Exercise goal: Set down again exactly the lines of the listing below that fall between the line holding "for ergonomic imports." and the line holding "pub use traits::RecordStore;", inclusive.

Supplied material:
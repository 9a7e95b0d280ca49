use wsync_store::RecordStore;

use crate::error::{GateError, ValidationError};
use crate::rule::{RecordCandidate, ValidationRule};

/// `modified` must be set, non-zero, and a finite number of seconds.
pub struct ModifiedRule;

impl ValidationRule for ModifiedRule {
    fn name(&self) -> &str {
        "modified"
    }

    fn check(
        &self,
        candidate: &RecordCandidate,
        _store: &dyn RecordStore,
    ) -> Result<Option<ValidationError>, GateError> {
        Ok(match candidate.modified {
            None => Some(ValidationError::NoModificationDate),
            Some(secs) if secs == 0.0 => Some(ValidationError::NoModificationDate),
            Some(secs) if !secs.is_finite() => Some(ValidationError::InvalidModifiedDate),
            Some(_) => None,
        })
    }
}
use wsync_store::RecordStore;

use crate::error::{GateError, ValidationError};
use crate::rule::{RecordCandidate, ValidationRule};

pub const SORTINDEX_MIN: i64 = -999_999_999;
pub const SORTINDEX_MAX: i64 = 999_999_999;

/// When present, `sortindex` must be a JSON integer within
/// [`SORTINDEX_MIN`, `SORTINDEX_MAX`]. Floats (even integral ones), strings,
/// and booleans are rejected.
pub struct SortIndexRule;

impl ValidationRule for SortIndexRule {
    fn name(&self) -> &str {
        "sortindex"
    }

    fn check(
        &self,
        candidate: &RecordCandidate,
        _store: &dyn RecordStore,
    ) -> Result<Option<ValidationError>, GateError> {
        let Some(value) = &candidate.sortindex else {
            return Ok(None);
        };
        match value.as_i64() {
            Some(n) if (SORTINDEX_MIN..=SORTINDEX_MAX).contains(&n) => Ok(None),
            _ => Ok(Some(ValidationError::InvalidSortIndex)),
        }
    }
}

==

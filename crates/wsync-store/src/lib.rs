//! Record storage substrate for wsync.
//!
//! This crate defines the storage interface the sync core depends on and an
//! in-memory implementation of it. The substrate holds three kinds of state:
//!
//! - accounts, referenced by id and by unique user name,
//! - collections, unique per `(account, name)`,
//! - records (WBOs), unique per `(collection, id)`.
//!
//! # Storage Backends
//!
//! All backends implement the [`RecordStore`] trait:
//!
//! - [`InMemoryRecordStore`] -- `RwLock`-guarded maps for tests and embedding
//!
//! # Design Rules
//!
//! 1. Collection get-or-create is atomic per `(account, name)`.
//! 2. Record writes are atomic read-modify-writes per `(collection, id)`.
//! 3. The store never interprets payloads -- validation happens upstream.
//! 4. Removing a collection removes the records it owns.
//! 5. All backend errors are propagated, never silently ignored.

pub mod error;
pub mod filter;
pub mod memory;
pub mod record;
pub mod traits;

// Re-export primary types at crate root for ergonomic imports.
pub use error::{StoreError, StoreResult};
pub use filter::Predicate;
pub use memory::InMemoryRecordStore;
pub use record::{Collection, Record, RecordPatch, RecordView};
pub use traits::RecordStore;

==

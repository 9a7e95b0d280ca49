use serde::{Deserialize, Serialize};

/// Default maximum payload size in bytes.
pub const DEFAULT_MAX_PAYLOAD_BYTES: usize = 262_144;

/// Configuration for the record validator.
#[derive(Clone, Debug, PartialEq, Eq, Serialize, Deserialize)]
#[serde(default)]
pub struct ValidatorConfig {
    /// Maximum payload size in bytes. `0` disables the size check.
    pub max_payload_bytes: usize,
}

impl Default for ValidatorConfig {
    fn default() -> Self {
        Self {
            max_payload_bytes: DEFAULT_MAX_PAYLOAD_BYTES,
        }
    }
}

Response to the task:
// Re-export primary types at crate root for ergonomic imports.
pub use error::{StoreError, StoreResult};
pub use filter::Predicate;
pub use memory::InMemoryRecordStore;
pub use record::{Collection, Record, RecordPatch, RecordView};
pub use traits::RecordStore;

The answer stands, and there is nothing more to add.